Elle revient dans le même café et rachète les mêmes fleurs blanches. Comme un rituel. Le temps dans sa boucle s’arrêtera-t-il à nouveau. En reprenant les fils, ses pas la conduiront à lui. Il suffit d’y croire et de fermer les yeux. De rentrer dans le flux et se laisser bercer par les vagues. Le corps reviendra sur la plage et le bateau retrouvera son port. Quand elle rentre dans l’appartement de Stephan, la porte grince. Toujours le même grincement, le même que le premier jour ; ce jour où elle est entrée, seule, pour découvrir l’appartement. Rien de plus rassurant. Et l’émotion la saisie quand elle retrouve, d’un coup, toutes les odeurs et les bruits d’avant, quand elle peut toucher à nouveau le piano.

« Vous êtes ici, et le temps pour moi vient de s’arrêter » et c’est Stephan qui parle. La boucle du temps vient de les reprendre ; ils sont synchros. Ils sortent du temps, tous les deux. Une statue grecque que Lisa regarde fait dire à Stephan que « les Grecs vénéraient un dieu inconnu en espérant sa venue. Le mien est une déesse. ..Pendant des années, je ne me réveillais pas sans me dire : ‘peut-être aujourd’hui, ma vie commencera vraimentParfois cela semblait si proche. Je suis plus âgé et je comprends mieux »  Mais il ne comprend pas que la solution est à ses côtés. Il est encore à la limite. Il est à deux doigts de résoudre le problème qui le mine. Et Lisa attend, son souffle pousse comme pour lui donner la solution. Mais rien ne vient. Désespérément.  Et c’est toujours elle qui, mal à l’aise, change de sujet, détourne la conversation. La révélation est reportée. Sans cesse. Lui, voit la beauté de la femme qui lui fait face, sa robe magnifique.

Les mots vont sortir. Elle n’en peut plus.

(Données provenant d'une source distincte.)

/*!
Effect & task model.

- Reducers stay pure: they only return `Vec<Effect>`
- `TaskExecutor` interprets `Effect::Async(TaskKind)` and spawns the work
- Task results re-enter the loop as `Action::Internal(InternalEvent)`

`TaskKind` carries all input a task needs; the executor never reads UI state.
*/

use std::fmt;
use std::path::PathBuf;
use std::time::Duration;

use portal::{
    Category, DashboardStats, ExportFilters, ExportRequest, FormReceipt, Opportunity, PreviewPage,
};
use strum::Display;

/// Declarative instruction emitted by a reducer.
#[derive(Debug, Clone)]
pub enum Effect {
    /// Schedule an asynchronous task.
    Async(TaskKind),
    /// Log a message (info level).
    Log(String),
}

impl Effect {
    pub fn log<T: Into<String>>(msg: T) -> Self {
        Effect::Log(msg.into())
    }
    pub fn async_task(kind: TaskKind) -> Self {
        Effect::Async(kind)
    }
}

/// The two server-rendered forms.
#[derive(Debug, Clone, Copy, PartialEq, Eq, Display)]
pub enum FormKind {
    #[strum(to_string = "signup")]
    Signup,
    #[strum(to_string = "new opportunity")]
    Opportunity,
}

#[derive(Debug, Clone)]
pub enum TaskKind {
    FetchCategories,
    /// `seq` comes back with the result; only the latest one is applied.
    FetchPreview { seq: u64, filters: ExportFilters },
    Download(ExportRequest),
    /// Fires `ExportDelayElapsed { ticket }` after `delay`.
    ExportDelay { ticket: u64, delay: Duration },
    /// Fires `ResetDelayElapsed { ticket }` after `delay`.
    ResetDelay { ticket: u64, delay: Duration },
    FetchOpportunities,
    FetchDashboard,
    SubmitForm {
        form: FormKind,
        path: String,
        fields: Vec<(String, String)>,
    },
}

impl fmt::Display for TaskKind {
    fn fmt(&self, f: &mut fmt::Formatter<'_>) -> fmt::Result {
        match self {
            TaskKind::FetchCategories => write!(f, "FetchCategories"),
            TaskKind::FetchPreview { seq, .. } => write!(f, "FetchPreview(seq={seq})"),
            TaskKind::Download(req) => write!(f, "Download({})", req.file_name()),
            TaskKind::ExportDelay { ticket, delay } => {
                write!(f, "ExportDelay(ticket={ticket}, {}ms)", delay.as_millis())
            }
            TaskKind::ResetDelay { ticket, delay } => {
                write!(f, "ResetDelay(ticket={ticket}, {}ms)", delay.as_millis())
            }
            TaskKind::FetchOpportunities => write!(f, "FetchOpportunities"),
            TaskKind::FetchDashboard => write!(f, "FetchDashboard"),
            TaskKind::SubmitForm { form, path, .. } => write!(f, "SubmitForm({form} -> {path})"),
        }
    }
}

/// Results produced by the TaskExecutor.
#[derive(Debug, Clone)]
pub enum InternalEvent {
    CategoriesLoaded(Vec<Category>),
    CategoriesFailed(String),
    PreviewLoaded { seq: u64, page: PreviewPage },
    PreviewFailed { seq: u64, error: String },
    ExportDelayElapsed { ticket: u64 },
    ResetDelayElapsed { ticket: u64 },
    DownloadFinished { path: PathBuf },
    DownloadFailed { error: String },
    OpportunitiesLoaded(Vec<Opportunity>),
    OpportunitiesFailed(String),
    DashboardLoaded(DashboardStats),
    DashboardFailed(String),
    FormSubmitted { form: FormKind, receipt: FormReceipt },
    FormFailed { form: FormKind, error: String },
}

#[cfg(test)]
mod tests {
    use super::*;

    #[test]
    fn construct_log_effect() {
        match Effect::log("hello") {
            Effect::Log(s) => assert_eq!(s, "hello"),
            _ => panic!("expected Log variant"),
        }
    }

    #[test]
    fn task_labels_carry_correlation_ids() {
        let label = TaskKind::FetchPreview {
            seq: 7,
            filters: ExportFilters::default(),
        }
        .to_string();
        assert_eq!(label, "FetchPreview(seq=7)");

        let label = TaskKind::ExportDelay {
            ticket: 2,
            delay: Duration::from_millis(1000),
        }
        .to_string();
        assert_eq!(label, "ExportDelay(ticket=2, 1000ms)");
    }
}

Il faut qu’ils sortent. « Je suis venue ici pour vous dire…de nous ! » « Nous ne pouvons pas être sérieux si tôt.» Les mots ne sortiront pas, ni ce soir, ni jamais. Ils n’ont jamais été si près. La limite de la limite.  Et la question du voyage reprend : « Vous voyagez beaucoup ? » La musique mélodieuse devient inquiétante. Le temps vient de se réenclencher. La boucle est repartie comme dans un manège infernal. Elle sait que tout est perdu. Définitivement. Quand il assure qu’il « a pensé à elle toute la journée », elle n’en peut plus, elle qui pense à lui depuis tant d’années, nuit et jour.  Ses yeux se referment. Elle a mal, mais lui continue sans se rendre compte du désastre. « Vous vous sentez seule ? » Toutes les questions sont autant de poignards qui plongent dans son cœur et son ventre. Il l’assassine à petit feu.

« J’étais venue vous parler de vous. Vous offrir toute ma vie. Vous ne me reconnaissiez même pas » écrira-t-elle.  Les fleurs posées sur la table, resteront là. Mortes. « Je ne sais plus où je suis allée. Le temps est passé devant moi. Ni en heures, ni en jours, mais dans la distance entre nous» Le temps s’est accéléré qui emporte son amour, son fils et sa vie. Son fils meurt sans savoir qu’elle était là. Mais seul son corps était là. Elle n’était déjà plus de son monde. Elle avait lâchée prise. La partie était finie. … « Si vous aviez reconnu ce qui vous avez toujours appartenu ? Trouvé ce qui n’était jamais perdu. Si seulement… »

Stephan a compris. Enfin. Le valet de Stephan, John (Art Smith), muet, regarde, fidèle, ce maître aveugle à l’amour qui s’offre à lui. John pourrait dire tant de choses.  Il est la bonne conscience muette de son maître. C’est lui qui écrira le nom de Lisa à son maître. La limite vient d’être dépassée. Mais l’histoire ne se terminera que dans l’au-delà.

La troisième naissance viendra par la mort de Lisa. Elle prendra vie dans l’esprit de Stephan. En se retournant, au petit matin du duel qui l’emporte vers une mort certaine, il voit la jeune Lisa, comme au premier jour. Souriante et timide, lui tenant la porte, se cachant presque derrière. Il sourit. Il sait que maintenant il va la retrouver, que maintenant il la comprend. Il sait que Lisa est l’amour de sa vie. « Nous ne possédons éternellement que ce que nous avons perdu » (Ibsen) Stephan part vers sa mort, mais désormais il sait qu’il ne lui manque rien.